3. Malatya Uluslararası Film Festivali’nde Yarışma Filmleri Gösterimleri Tamamlandı yazısına devam et
Onların Aşkı Yağmurla Geldi
Mutluluk Asla Yalnız Gelmez (Un Bonheur n’Arrive Jamais Seul)
Yönetmen: James Huth
Senaryo: Sonja Shillito-James Huth
Görüntü: Stéphane Le Parc
Oyuncular: Gad Elmaleh (Sacha), Sophie Marceau (Charlotte), François Berléand (Alain), Maurice Barthélémy (Laurent), Michaël Abiteboul (Lionel), Macha Méril (Fanfan), Litzi Vezsi (Bayan Matzü), Milena Chiron (Suzy), Timéo Leloup (Léonardo), Timothé Gauron (Louis), François Vincentelli (César)

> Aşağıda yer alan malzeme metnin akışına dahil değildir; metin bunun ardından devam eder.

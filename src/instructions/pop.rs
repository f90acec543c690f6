//! Implements POP (narrow T1 and wide T2 encodings).

use super::{half, pair, Code, EncodeError, Ins, Registry, Scope};
use crate::registers::{Presence, RegisterListPattern};

pub fn register(registry: &mut Registry) {
    registry.def(
        &["POP"],
        vec![RegisterListPattern::low().pc(Presence::DontCare).into()],
        2,
        pop_t1,
    );
    registry.def(
        &["POP.W", "POP"],
        vec![
            RegisterListPattern::wide()
                .lr(Presence::DontCare)
                .pc(Presence::DontCare)
                .into(),
        ],
        4,
        pop_t2,
    );
}

fn pop_t1(ins: &Ins, _scope: &Scope) -> Result<Code, EncodeError> {
    let list = ins.reglist(0);
    Ok(half(
        0b1011110 << 9 | (list.has_pc() as u32) << 8 | list.bits_below(8) as u32,
    ))
}

/// T2 stores R0-R12 in the low mask, LR in the M bit and PC in the P bit.
fn pop_t2(ins: &Ins, _scope: &Scope) -> Result<Code, EncodeError> {
    let list = ins.reglist(0);
    Ok(pair(
        0b1110100010111101,
        (list.has_pc() as u32) << 15
            | (list.has_lr() as u32) << 14
            | list.bits_below(13) as u32,
    ))
}

#[cfg(test)]
mod tests {
    use crate::instructions::testing::assemble;

    #[test]
    fn test_pop_t1() {
        assert_eq!(assemble("POP {R4, R5}"), hex::decode("30bc").unwrap());
        assert_eq!(assemble("POP {R4-R7, PC}"), hex::decode("f0bd").unwrap());
    }

    #[test]
    fn test_pop_t2() {
        assert_eq!(assemble("POP {R4-R8, PC}"), hex::decode("bde8f081").unwrap());
        assert_eq!(assemble("POP.W {R0-R12, LR}"), hex::decode("bde8ff5f").unwrap());
    }
}
//! Implements EOR and EORS in the wide immediate (T2) encoding.

use super::{t2_imm, Code, EncodeError, Ins, Registry, Scope};
use crate::args::{any_reg, expandable};

/// Opcode field of EOR in the data-processing immediate space.
const OP: u32 = 0b0100;

pub fn register(registry: &mut Registry) {
    let names = &["EOR", "EORS", "EOR.W", "EORS.W"];
    registry.def(
        names,
        vec![any_reg().into(), any_reg().into(), expandable().into()],
        4,
        eor_imm3,
    );
    registry.def(names, vec![any_reg().into(), expandable().into()], 4, eor_imm2);
}

fn eor_imm3(ins: &Ins, _scope: &Scope) -> Result<Code, EncodeError> {
    Ok(t2_imm(
        OP,
        ins.sets_flags(),
        ins.reg(1),
        ins.reg(0),
        &ins.expanded(2)?,
    ))
}

fn eor_imm2(ins: &Ins, _scope: &Scope) -> Result<Code, EncodeError> {
    Ok(t2_imm(
        OP,
        ins.sets_flags(),
        ins.reg(0),
        ins.reg(0),
        &ins.expanded(1)?,
    ))
}

#[cfg(test)]
mod tests {
    use crate::instructions::testing::assemble;

    #[test]
    fn test_eor_imm() {
        assert_eq!(assemble("EOR R0, R0, 1"), hex::decode("80f00100").unwrap());
        assert_eq!(assemble("EORS R3, 0x80"), hex::decode("93f08003").unwrap());
    }
}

Yapım: Pathé-Eskwad-TF1 (2012)
Fransız komedi sinemasında yükselen yönetmen James Huth’ün “Mutluluk Asla Yalnız Gelmez”i sıcak sinema diliyle insana huzur veren, aşkı yücelten iyi komedi filmi. Gad Elmaleh ve Sophie Marceau’nun oyunculukları görülmeye değer.
Sacha Keller, caz kulübünde piyano çalan ve reklâm “cıngıl”ları besteleyen bir sanatçı. Hayatında, müzisyen olmasından dolayı belki çok kadın var. Annesi, Fanfan’ın korumasında adeta. Çocukları da hiç sevmiyor. Ama filmin derinliğinde başına neler geleceğini de bilmiyor Sacha. Son işinin kabul edilmesi için nam-ı diğer “kart zampara” sanayici Alain Posche’un onayından geçmesi gerekiyor. On yaşındayken kaybettiği babasının klâsik olmuş arabasını ve ismini kullanan Sacha için o gün iyi bir şeyin de başlangıcı. Göğün yarılıp Paris’in üstüne kovalarla su boşalttığı o gün hayatına Charlotte giriyor Sacha’nın. İşte kaybeden aşkta mı kazanıyordu? Sağanak yağmurun altında ayağı kayıp yere düşen Charlotte’un gözleri, klâsik arabasının üstünü kapatmaya çabalayan Sacha’nın gözlerine kilitlenince hikâye de muhteşem taraflara yol alıyor. Charlotte, “kart zampara” Alain’in iki yıldır ayrı yaşadığı karısı. Charlotte’un Alain’den iki oğlu Louis ve küçük Léonardo olmuş. Charlotte, önceki kocası César’dan da Suzy’yi dünyaya getirmiş. Alain’in işini alamayan Sacha, Laurent’ın girişimleriyle yeni işlere uzanıyor. Sacha’nın bir diğer samimi arkadaşı Lionel, doktor olduktan sonra sevgilisiyle evlenmiş ve bebekleri bile olmuş. Çocuklardan nefret eden Sacha, caz kulübünde bu bebeği görme ıstırabını yaşıyor her gece. Sacah’yla Charlotte, susuz kalmış gibi sevişiyorlar. Hem de Charlotte’un evinde. Çocuklar da var.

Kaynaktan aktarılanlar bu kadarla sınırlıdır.